[Start of Attachment]
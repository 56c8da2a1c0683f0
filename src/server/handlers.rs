use axum::extract::{Path, State};
use axum::Json;
use serde::{Deserialize, Serialize};
use uuid::Uuid;

use crate::core::info::{fetch_info, MediaInfo};
use crate::core::model::DownloadRequest;
use crate::core::reporter::{snapshot, ProgressView};
use crate::error::{ServiceError, ServiceResult};
use crate::server::extract::JsonBody;
use crate::server::files::StoredFile;
use crate::server::AppState;

#[derive(Debug, Deserialize)]
pub struct InfoRequest {
    #[serde(default, deserialize_with = "crate::core::model::null_as_default")]
    pub url: String,
}

#[derive(Debug, Serialize)]
pub struct DownloadStarted {
    pub task_id: Uuid,
}

#[derive(Debug, Serialize)]
pub struct Deleted {
    pub success: bool,
}

// POST /api/info
pub async fn get_info(State(state): State<AppState>, JsonBody(req): JsonBody<InfoRequest>) -> ServiceResult<Json<MediaInfo>> {
    let d = &state.dispatcher;
    let info = fetch_info(d.engine().as_ref(), d.context(), &req.url, d.messages()).await?;
    Ok(Json(info))
}

// POST /api/download
pub async fn start_download(
    State(state): State<AppState>,
    JsonBody(req): JsonBody<DownloadRequest>,
) -> ServiceResult<Json<DownloadStarted>> {
    let task_id = state.dispatcher.dispatch(req).await?;
    Ok(Json(DownloadStarted { task_id }))
}

// GET /api/progress/{task_id}
pub async fn get_progress(State(state): State<AppState>, Path(task_id): Path<String>) -> ServiceResult<Json<ProgressView>> {
    let id = Uuid::parse_str(&task_id).map_err(|_| ServiceError::JobNotFound(task_id.clone()))?;
    let view = snapshot(state.dispatcher.registry(), id).await?;
    Ok(Json(view))
}

// GET /api/downloads
pub async fn list_downloads(State(state): State<AppState>) -> ServiceResult<Json<Vec<StoredFile>>> {
    Ok(Json(state.folder.list().await?))
}

// DELETE /api/delete/{filename}
pub async fn delete_file(State(state): State<AppState>, Path(filename): Path<String>) -> ServiceResult<Json<Deleted>> {
    state.folder.delete(&filename).await?;
    Ok(Json(Deleted { success: true }))
}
[End of Attachment]
Task directions: Apply a filter for "ProgressView" to the entries and show each line that passes.

Solution to the exercise:
use crate::core::reporter::{snapshot, ProgressView};
pub async fn get_progress(State(state): State<AppState>, Path(task_id): Path<String>) -> ServiceResult<Json<ProgressView>> {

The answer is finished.